The Yard in Alma

Is X alive? Did Y pass away? Z
still run the stable? My grandmother
asks after relatives she’s known better
than her name, in late summer as her
80th raisin harvest comes on, west
of Selma in the San Joaquin. We sit
on the swinging chairs in the yard
under the liquid ambar where two
umbrella trees with four-foot trunks
and a thousand carrots’ bushy leaves
threw shade once dark as night across
the grass. Her husband is gone, two
daughters, one brother left, but mean.
Her mother, Allie, after the Civil War
came from Arkansas to New Mexico
by wagon train that was attacked by
an Apache raiding party. Her father,
Langford, rode to the rescue. They
were married and after that the gifted
eldest boy was killed by a drunken
cowboy, the successful rancher caught
the gold bug, searching for the Adam’s
Diggings, sold land and cattle, moved
to California, went broke trying to farm
a vineyard. Georgia has happy dreams
of her mother, young again, as when
they took the train from Silver City
to L.A. in 1905 and for a nickel each
rode the trolley to the sea.
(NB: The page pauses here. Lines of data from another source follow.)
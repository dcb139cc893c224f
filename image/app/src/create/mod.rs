/*++

Licensed under the Apache-2.0 license.

File Name:

   mod.rs

Abstract:

    File contains implementation of the certificate and container creation
    commands.

--*/

mod config;

use anyhow::{anyhow, bail, Context};
use clap::ArgMatches;
use config::{Config, ExtensionConfig, KeyAlgorithm};
use cot_image_crypto::RustCrypto;
use cot_image_gen::{container, der, CertBuilder, Extension, SigningKey};
use cot_image_types::{HashAlgorithm, ObjectIdentifier, MAX_DIGEST_BYTE_SIZE};
use cot_image_verify::CryptoProvider;
use std::path::{Path, PathBuf};

/// Run the certificate creation command
pub(crate) fn run_cert_cmd(args: &ArgMatches) -> anyhow::Result<()> {
    let config_path: &PathBuf = args
        .get_one::<PathBuf>("config")
        .with_context(|| "config arg not specified")?;

    let out_path: &PathBuf = args
        .get_one::<PathBuf>("out")
        .with_context(|| "out arg not specified")?;

    let config = config::load_config(config_path)?;
    let base = config_path.parent().unwrap_or(Path::new("."));
    let cert = build_cert(&config, base)?;

    std::fs::write(out_path, cert)
        .with_context(|| format!("Failed to write {}", out_path.display()))
}

/// Run the container creation command
pub(crate) fn run_container_cmd(args: &ArgMatches) -> anyhow::Result<()> {
    let payload_path: &PathBuf = args
        .get_one::<PathBuf>("payload")
        .with_context(|| "payload arg not specified")?;

    let svn: &u32 = args
        .get_one::<u32>("svn")
        .with_context(|| "svn arg not specified")?;

    let out_path: &PathBuf = args
        .get_one::<PathBuf>("out")
        .with_context(|| "out arg not specified")?;

    let payload = std::fs::read(payload_path)
        .with_context(|| format!("Failed to read {}", payload_path.display()))?;
    let image = container(*svn, &payload)?;

    std::fs::write(out_path, image)
        .with_context(|| format!("Failed to write {}", out_path.display()))
}

fn signing_key(config: &Config, name: &str) -> anyhow::Result<SigningKey> {
    let key = config
        .keys
        .get(name)
        .with_context(|| format!("Key {name} is not defined"))?;
    let private = hex::decode(&key.private_key)
        .with_context(|| format!("Private key of {name} is not valid hex"))?;

    match key.algorithm {
        KeyAlgorithm::EcdsaP384 => SigningKey::ecdsa_p384(&private)
            .with_context(|| format!("Private key of {name} is not a P-384 scalar")),
        KeyAlgorithm::Ed25519 => {
            let seed: [u8; 32] = private
                .as_slice()
                .try_into()
                .map_err(|_| anyhow!("Private key of {name} is not a 32 byte Ed25519 seed"))?;
            SigningKey::ed25519(&seed)
        }
        KeyAlgorithm::RsaPssSha256 => SigningKey::rsa_pss(&private, HashAlgorithm::Sha256)
            .with_context(|| format!("Private key of {name} is not a PKCS#8 RSA key")),
        KeyAlgorithm::RsaPssSha384 => SigningKey::rsa_pss(&private, HashAlgorithm::Sha384)
            .with_context(|| format!("Private key of {name} is not a PKCS#8 RSA key")),
    }
}

/// DER `DigestInfo` of a file
fn file_digest(alg: HashAlgorithm, path: &Path) -> anyhow::Result<Vec<u8>> {
    let data =
        std::fs::read(path).with_context(|| format!("Failed to read {}", path.display()))?;

    let mut digest = [0u8; MAX_DIGEST_BYTE_SIZE];
    let digest = digest
        .get_mut(..alg.digest_len())
        .context("Digest does not fit")?;
    RustCrypto
        .digest(alg, &data, digest)
        .map_err(|err| anyhow!("Digest failed: 0x{:08X}", u32::from(err)))?;

    der::digest_info(alg, digest)
}

fn extension_value(
    config: &Config,
    ext: &ExtensionConfig,
    base: &Path,
) -> anyhow::Result<Vec<u8>> {
    let mut values = Vec::new();
    if let Some(value) = ext.integer {
        values.push(der::integer_u32(value)?);
    }
    if let Some(name) = &ext.public_key {
        values.push(signing_key(config, name)?.spki());
    }
    if let Some(digest) = &ext.digest {
        values.push(file_digest(
            digest.algorithm.into(),
            &base.join(&digest.file),
        )?);
    }
    if let Some(value) = &ext.der {
        values.push(
            hex::decode(value)
                .with_context(|| format!("Extension {} value is not valid hex", ext.oid))?,
        );
    }

    match <[Vec<u8>; 1]>::try_from(values) {
        Ok([value]) => Ok(value),
        Err(_) => bail!(
            "Extension {} needs exactly one of integer, public_key, digest or der",
            ext.oid
        ),
    }
}

/// Build and sign the configured certificate
///
/// # Arguments
///
/// * `config` - Certificate configuration
/// * `base`   - Directory that relative file names are resolved against
fn build_cert(config: &Config, base: &Path) -> anyhow::Result<Vec<u8>> {
    let cert = &config.cert;
    let issuer_key = signing_key(config, &cert.signing_key)?;
    let subject_pub_key = match &cert.subject_key {
        Some(name) => signing_key(config, name)?.spki(),
        None => issuer_key.spki(),
    };
    let issuer = cert.issuer.as_deref().unwrap_or(&cert.subject);

    let mut builder = CertBuilder::new(
        issuer,
        &cert.subject,
        subject_pub_key,
        issuer_key.algorithm(),
    );
    if let Some(serial) = &cert.serial {
        builder.serial = hex::decode(serial).context("Serial number is not valid hex")?;
    }
    for ext in &cert.extensions {
        let oid = ObjectIdentifier::new(&ext.oid)
            .map_err(|err| anyhow!("Invalid extension OID {}: {err}", ext.oid))?;
        builder.extensions.push(Extension {
            oid,
            critical: ext.critical,
            value: extension_value(config, ext, base)?,
        });
    }

    builder.sign(&issuer_key)
}
/*++

Licensed under the Apache-2.0 license.

File Name:

    x509.rs

Abstract:

    Parser for X.509v3 DER certificates carrying Chain of Trust extensions.

--*/

use super::ImageParser;
use crate::der::{self, DerReader};
use cot_cfi::cfi_check_eq;
use cot_error::{CotError, CotResult};
use cot_image_types::{AuthParamType, AuthParamTypeDesc, ObjectIdentifier};

/// X.509 version 3 is encoded as 2
const X509_V3: u32 = 2;

pub struct X509Parser;

/// Located fields of a certificate
struct Certificate<'a> {
    /// `TBSCertificate`, the signed bytes
    tbs: &'a [u8],

    /// Outer `AlgorithmIdentifier`
    sig_alg: &'a [u8],

    /// `signatureValue` BIT STRING
    sig: &'a [u8],

    /// `SubjectPublicKeyInfo`
    pub_key: &'a [u8],

    /// Contents of the `Extensions` SEQUENCE
    extensions: &'a [u8],
}

/// One certificate extension
struct Extension<'a> {
    /// Contents of the extension OID
    oid: &'a [u8],

    /// Contents of `extnValue`
    value: &'a [u8],
}

impl X509Parser {
    fn parse(buf: &[u8]) -> CotResult<Certificate<'_>> {
        let mut outer = DerReader::new(buf);
        let cert = outer.read(der::TAG_SEQUENCE)?;
        outer.finish(CotError::PARSER_X509_TRAILING_DATA)?;

        let mut reader = DerReader::new(cert.content);
        let tbs = reader.read(der::TAG_SEQUENCE)?;
        let sig_alg = reader.read(der::TAG_SEQUENCE)?;
        let sig = reader.read(der::TAG_BIT_STRING)?;
        reader.finish(CotError::PARSER_X509_TRAILING_DATA)?;

        let mut fields = DerReader::new(tbs.content);
        Self::check_version(&mut fields)?;
        let serial = fields.read(der::TAG_INTEGER)?;
        if serial.content.is_empty() {
            return Err(CotError::PARSER_DER_BAD_LENGTH);
        }
        let inner_sig_alg = fields.read(der::TAG_SEQUENCE)?;
        let _issuer = fields.read(der::TAG_SEQUENCE)?;
        let _validity = fields.read(der::TAG_SEQUENCE)?;
        let _subject = fields.read(der::TAG_SEQUENCE)?;
        let pub_key = fields.read(der::TAG_SEQUENCE)?;

        // issuerUniqueID and subjectUniqueID
        for n in 1..=2 {
            if fields
                .read_optional(der::tag_context_primitive(n))?
                .is_none()
            {
                fields.read_optional(der::tag_context(n))?;
            }
        }

        let wrapper = fields
            .read_optional(der::tag_context(3))?
            .ok_or(CotError::PARSER_X509_MISSING_EXTENSIONS)?;
        fields.finish(CotError::PARSER_X509_TRAILING_DATA)?;

        let mut wrapper = DerReader::new(wrapper.content);
        let extensions = wrapper.read(der::TAG_SEQUENCE)?;
        wrapper.finish(CotError::PARSER_X509_BAD_EXTENSION)?;
        if extensions.content.is_empty() {
            return Err(CotError::PARSER_X509_MISSING_EXTENSIONS);
        }
        Self::check_extensions(extensions.content)?;

        if inner_sig_alg.raw != sig_alg.raw {
            return Err(CotError::PARSER_X509_SIG_ALG_MISMATCH);
        }
        cfi_check_eq(inner_sig_alg.raw, sig_alg.raw)?;

        Ok(Certificate {
            tbs: tbs.raw,
            sig_alg: sig_alg.raw,
            sig: sig.raw,
            pub_key: pub_key.raw,
            extensions: extensions.content,
        })
    }

    /// `[0] EXPLICIT Version`, which must be v3
    fn check_version(fields: &mut DerReader) -> CotResult<()> {
        let version = fields
            .read_optional(der::tag_context(0))?
            .ok_or(CotError::PARSER_X509_BAD_VERSION)?;
        match der::decode_u32(version.content) {
            Ok(X509_V3) => Ok(()),
            _ => Err(CotError::PARSER_X509_BAD_VERSION),
        }
    }

    /// `Extension ::= SEQUENCE { OID, BOOLEAN DEFAULT FALSE, OCTET STRING }`
    fn next_extension<'a>(reader: &mut DerReader<'a>) -> CotResult<Extension<'a>> {
        let bad = |_| CotError::PARSER_X509_BAD_EXTENSION;

        let ext = reader.read(der::TAG_SEQUENCE).map_err(bad)?;
        let mut fields = DerReader::new(ext.content);
        let oid = fields.read(der::TAG_OID).map_err(bad)?;
        if ObjectIdentifier::from_bytes(oid.content).is_err() {
            return Err(CotError::PARSER_X509_BAD_EXTENSION);
        }
        // DER omits a FALSE default, so only TRUE may be encoded
        if let Some(critical) = fields.read_optional(der::TAG_BOOLEAN).map_err(bad)? {
            if critical.content != [0xFF] {
                return Err(CotError::PARSER_X509_BAD_EXTENSION);
            }
        }
        let value = fields.read(der::TAG_OCTET_STRING).map_err(bad)?;
        fields.finish(CotError::PARSER_X509_BAD_EXTENSION)?;

        Ok(Extension {
            oid: oid.content,
            value: value.content,
        })
    }

    fn check_extensions(extensions: &[u8]) -> CotResult<()> {
        let mut reader = DerReader::new(extensions);
        while !reader.is_empty() {
            let ext = Self::next_extension(&mut reader)?;

            let mut rest = reader;
            while !rest.is_empty() {
                if Self::next_extension(&mut rest)?.oid == ext.oid {
                    return Err(CotError::PARSER_X509_DUPLICATE_EXTENSION);
                }
            }
        }
        Ok(())
    }

    fn find_extension<'a>(extensions: &'a [u8], oid: &ObjectIdentifier) -> CotResult<&'a [u8]> {
        let mut reader = DerReader::new(extensions);
        while !reader.is_empty() {
            let ext = Self::next_extension(&mut reader)?;
            if ext.oid == oid.as_bytes() {
                return Ok(ext.value);
            }
        }
        Err(CotError::PARAM_NOT_FOUND)
    }
}

impl ImageParser for X509Parser {
    fn check_integrity(&self, buf: &[u8]) -> CotResult<()> {
        Self::parse(buf).map(|_| ())
    }

    fn get_param<'a>(
        &self,
        type_desc: &AuthParamTypeDesc,
        buf: &'a [u8],
    ) -> CotResult<&'a [u8]> {
        let cert = Self::parse(buf)?;

        match (type_desc.param_type, type_desc.cookie) {
            (AuthParamType::Sig, _) => Ok(cert.sig),
            (AuthParamType::SigAlg, _) => Ok(cert.sig_alg),
            (AuthParamType::RawData, None) => Ok(cert.tbs),
            (AuthParamType::PubKey, None) => Ok(cert.pub_key),
            (_, Some(oid)) => Self::find_extension(cert.extensions, &oid),
            (AuthParamType::Hash | AuthParamType::NvCounter, None) => {
                Err(CotError::PARAM_UNSUPPORTED_TYPE)
            }
        }
    }
}
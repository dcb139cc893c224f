/*++

Licensed under the Apache-2.0 license.

File Name:

    key.rs

Abstract:

    File contains the signing keys used to generate images.

--*/

use ::der::asn1::BitString;
use ::der::{Any, Decode, Encode};
use anyhow::bail;
use cot_image_types::{oid, HashAlgorithm, SignatureAlgorithm};
use p384::elliptic_curve::sec1::ToEncodedPoint;
use rand::rngs::OsRng;
use rsa::pkcs8::{DecodePrivateKey, EncodePublicKey};
use rsa::signature::{RandomizedSigner, SignatureEncoding};
use sha2::{Sha256, Sha384};
use spki::{AlgorithmIdentifierOwned, SubjectPublicKeyInfoOwned};

enum KeyKind {
    EcdsaP384(p384::ecdsa::SigningKey),
    Ed25519(ed25519_dalek::SigningKey),
    RsaPss(rsa::RsaPrivateKey, HashAlgorithm),
}

/// Private key able to sign certificates
pub struct SigningKey {
    kind: KeyKind,

    /// DER `SubjectPublicKeyInfo`
    spki: Vec<u8>,

    /// Contents of the `subjectPublicKey` BIT STRING
    public_key: Vec<u8>,
}

impl SigningKey {
    /// Create a P-384 key from a big-endian scalar
    pub fn ecdsa_p384(scalar: &[u8]) -> anyhow::Result<Self> {
        let key = p384::ecdsa::SigningKey::from_slice(scalar)?;
        let point = key.verifying_key().as_affine().to_encoded_point(false);
        let alg = AlgorithmIdentifierOwned {
            oid: oid::ID_EC_PUBLIC_KEY,
            parameters: Some(Any::encode_from(&oid::SECP384R1)?),
        };
        Self::with_public_key(KeyKind::EcdsaP384(key), alg, point.as_bytes())
    }

    /// Create an Ed25519 key from its seed
    pub fn ed25519(seed: &[u8; 32]) -> anyhow::Result<Self> {
        let key = ed25519_dalek::SigningKey::from_bytes(seed);
        let public_key = key.verifying_key().to_bytes();
        let alg = AlgorithmIdentifierOwned {
            oid: oid::ED25519,
            parameters: None,
        };
        Self::with_public_key(KeyKind::Ed25519(key), alg, &public_key)
    }

    /// Create an RSASSA-PSS key from a PKCS#8 `PrivateKeyInfo`
    ///
    /// # Arguments
    ///
    /// * `pkcs8` - DER private key
    /// * `hash`  - Digest for the message and MGF1; the salt matches its length
    pub fn rsa_pss(pkcs8: &[u8], hash: HashAlgorithm) -> anyhow::Result<Self> {
        if SignatureAlgorithm::rsa_pss(hash).is_none() {
            bail!("RSASSA-PSS with {hash:?} is not supported");
        }
        let key = rsa::RsaPrivateKey::from_pkcs8_der(pkcs8)?;
        let spki = key.to_public_key().to_public_key_der()?.into_vec();
        let public_key = SubjectPublicKeyInfoOwned::from_der(&spki)?
            .subject_public_key
            .raw_bytes()
            .to_vec();
        Ok(Self {
            kind: KeyKind::RsaPss(key, hash),
            spki,
            public_key,
        })
    }

    fn with_public_key(
        kind: KeyKind,
        algorithm: AlgorithmIdentifierOwned,
        public_key: &[u8],
    ) -> anyhow::Result<Self> {
        let spki = SubjectPublicKeyInfoOwned {
            algorithm,
            subject_public_key: BitString::from_bytes(public_key)?,
        };
        Ok(Self {
            kind,
            spki: spki.to_der()?,
            public_key: public_key.to_vec(),
        })
    }

    /// Signature algorithm of the key
    pub fn algorithm(&self) -> SignatureAlgorithm {
        match &self.kind {
            KeyKind::EcdsaP384(_) => SignatureAlgorithm::EcdsaP384Sha384,
            KeyKind::Ed25519(_) => SignatureAlgorithm::Ed25519,
            KeyKind::RsaPss(_, HashAlgorithm::Sha256) => SignatureAlgorithm::RsaPssSha256,
            KeyKind::RsaPss(..) => SignatureAlgorithm::RsaPssSha384,
        }
    }

    /// Raw public key
    ///
    /// An uncompressed SEC1 point, the Ed25519 key or a PKCS#1 `RSAPublicKey`.
    pub fn public_key(&self) -> Vec<u8> {
        self.public_key.clone()
    }

    /// DER `SubjectPublicKeyInfo` of the public key
    pub fn spki(&self) -> Vec<u8> {
        self.spki.clone()
    }

    /// Sign `data`
    ///
    /// # Returns
    ///
    /// * `Vec<u8>` - DER `ECDSA-Sig-Value`, the 64 byte Ed25519 signature or
    ///   the RSASSA-PSS signature
    pub fn sign(&self, data: &[u8]) -> anyhow::Result<Vec<u8>> {
        let sig = match &self.kind {
            KeyKind::EcdsaP384(key) => {
                use p384::ecdsa::signature::Signer;
                let sig: p384::ecdsa::Signature = key.sign(data);
                sig.to_der().as_bytes().to_vec()
            }
            KeyKind::Ed25519(key) => {
                use ed25519_dalek::Signer;
                key.sign(data).to_bytes().to_vec()
            }
            KeyKind::RsaPss(key, HashAlgorithm::Sha256) => {
                rsa::pss::SigningKey::<Sha256>::new(key.clone())
                    .try_sign_with_rng(&mut OsRng, data)?
                    .to_vec()
            }
            KeyKind::RsaPss(key, _) => rsa::pss::SigningKey::<Sha384>::new(key.clone())
                .try_sign_with_rng(&mut OsRng, data)?
                .to_vec(),
        };
        Ok(sig)
    }
}
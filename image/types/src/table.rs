/*++

Licensed under the Apache-2.0 license.

File Name:

   table.rs

Abstract:

    File contains the Chain of Trust descriptor table and its init-time
    validation.

--*/

use crate::{AuthMethodDesc, AuthParamRef, CotNode, ImageId, ParamSource};
use cot_error::{CotError, CotResult};

/// Chain of Trust descriptor table
///
/// Arena of nodes indexed by `ImageId::index()`. A table can only be
/// obtained through [`CotTable::new`], which rejects tables that are not a
/// forest or whose nodes reference parameters they cannot obtain.
#[derive(Debug)]
pub struct CotTable<Id: ImageId, const N: usize> {
    nodes: [Option<&'static CotNode<Id>>; N],
}

impl<Id: ImageId, const N: usize> CotTable<Id, N> {
    /// Build and validate a descriptor table
    ///
    /// # Arguments
    ///
    /// * `nodes` - Nodes of the trust graph, in any order
    ///
    /// # Returns
    ///
    /// * `CotTable` - Validated table
    pub fn new(nodes: &'static [CotNode<Id>]) -> CotResult<Self> {
        let mut arena = [None; N];
        for node in nodes {
            let entry = arena
                .get_mut(node.id.index())
                .ok_or(CotError::CONFIG_IMAGE_ID_OUT_OF_RANGE)?;
            if entry.is_some() {
                return Err(CotError::CONFIG_DUPLICATE_NODE);
            }
            *entry = Some(node);
        }

        let table = Self { nodes: arena };
        for node in nodes {
            table.validate_node(node)?;
        }
        Ok(table)
    }

    /// Look up the node of an image
    pub fn node(&self, id: Id) -> CotResult<&'static CotNode<Id>> {
        self.nodes
            .get(id.index())
            .copied()
            .flatten()
            .filter(|node| node.id == id)
            .ok_or(CotError::IMAGE_UNKNOWN)
    }

    /// Parent of an image, `None` for roots and unknown images
    pub fn parent_of(&self, id: Id) -> Option<Id> {
        self.node(id).ok().and_then(|node| node.parent)
    }

    /// Iterate over every node in index order
    pub fn nodes(&self) -> impl Iterator<Item = &'static CotNode<Id>> + '_ {
        self.nodes.iter().filter_map(|node| *node)
    }

    /// Number of ancestors above an image
    pub fn depth(&self, id: Id) -> CotResult<usize> {
        let mut depth = 0;
        let mut cur = self.node(id)?.parent;
        while let Some(parent) = cur {
            depth += 1;
            if depth > N {
                return Err(CotError::CONFIG_COT_CYCLE);
            }
            cur = self.node(parent)?.parent;
        }
        Ok(depth)
    }

    /// Check whether `ancestor` lies above `id` in the chain
    pub fn is_ancestor(&self, ancestor: Id, id: Id) -> bool {
        let mut steps = 0;
        let mut cur = self.parent_of(id);
        while let Some(parent) = cur {
            if parent == ancestor {
                return true;
            }
            steps += 1;
            if steps > N {
                return false;
            }
            cur = self.parent_of(parent);
        }
        false
    }

    /// Number of nodes whose parent is `id`
    pub fn child_count(&self, id: Id) -> usize {
        self.nodes().filter(|node| node.parent == Some(id)).count()
    }

    fn validate_node(&self, node: &CotNode<Id>) -> CotResult<()> {
        if node.methods.is_empty() {
            return Err(CotError::CONFIG_NO_AUTH_METHODS);
        }

        let parent = match node.parent {
            Some(parent_id) => {
                if parent_id.index() >= N {
                    return Err(CotError::CONFIG_IMAGE_ID_OUT_OF_RANGE);
                }
                let parent = self
                    .node(parent_id)
                    .map_err(|_| CotError::CONFIG_PARENT_MISSING)?;
                self.check_acyclic(node)?;
                Some(parent)
            }
            None => None,
        };

        for (i, desc) in node.authenticated_data.iter().enumerate() {
            let dup = node
                .authenticated_data
                .iter()
                .skip(i + 1)
                .any(|other| other.type_desc == desc.type_desc);
            if dup {
                return Err(CotError::CONFIG_DUPLICATE_PUBLISHED_PARAM);
            }
        }

        for method in node.methods {
            Self::validate_method_sources(method, parent.is_none())?;

            for param in method.params() {
                if param.source != ParamSource::Parent {
                    continue;
                }
                let Some(parent) = parent else {
                    return Err(CotError::CONFIG_PARENT_PARAM_ON_ROOT);
                };
                if parent.published(param.type_desc).is_none() {
                    return Err(CotError::CONFIG_PARENT_PARAM_NOT_PUBLISHED);
                }
            }
        }

        Ok(())
    }

    fn check_acyclic(&self, node: &CotNode<Id>) -> CotResult<()> {
        let mut steps = 0;
        let mut cur = node.parent;
        while let Some(id) = cur {
            steps += 1;
            if id == node.id || steps > N {
                return Err(CotError::CONFIG_COT_CYCLE);
            }
            cur = self
                .node(id)
                .map_err(|_| CotError::CONFIG_PARENT_MISSING)?
                .parent;
        }
        Ok(())
    }

    fn validate_method_sources(method: &AuthMethodDesc, is_root: bool) -> CotResult<()> {
        let from_image = |param: &AuthParamRef| param.source == ParamSource::Image;

        match method {
            AuthMethodDesc::Signature { pk, sig, alg, data } => {
                if !from_image(sig) || !from_image(alg) || !from_image(data) {
                    return Err(CotError::CONFIG_DATA_NOT_FROM_IMAGE);
                }
                match (is_root, from_image(pk)) {
                    (true, false) => Err(CotError::CONFIG_ROOT_KEY_NOT_FROM_IMAGE),
                    (false, true) => Err(CotError::CONFIG_IMAGE_KEY_ON_CHILD),
                    _ => Ok(()),
                }
            }
            AuthMethodDesc::Hash { data, hash } => {
                if !from_image(data) {
                    return Err(CotError::CONFIG_DATA_NOT_FROM_IMAGE);
                }
                if from_image(hash) {
                    return Err(CotError::CONFIG_HASH_NOT_FROM_PARENT);
                }
                Ok(())
            }
        }
    }
}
Six or seven
major surgeries, burst appendix at 40,
her oldest daughter with polio at two
weeks, nursing five years a half-mad
mother-in-law dying of breast cancer,
half her own family moving in during
the Depression, three meals a day for
12. She doesn’t like the woman who
stays with her. She says in a minute
she’s going out to the road to catch
the stage. Sangre de Cristo. Pie Town.
Las Cruces. Malpai. She remembers
the places but can’t place the living
or the dead, which world they’re in.
Adult memories are leaving her, flying
like cruel Vs of swans for Canada as
she returns to Alma where Marvel is
still alive, sure to be first governor
when the territory becomes a state,
where it all started on the ranch and
with seven children watching Allie
squints, aims the Winchester, gently
pulls the trigger and shoots the circling
hawk to save the chickens in the yard.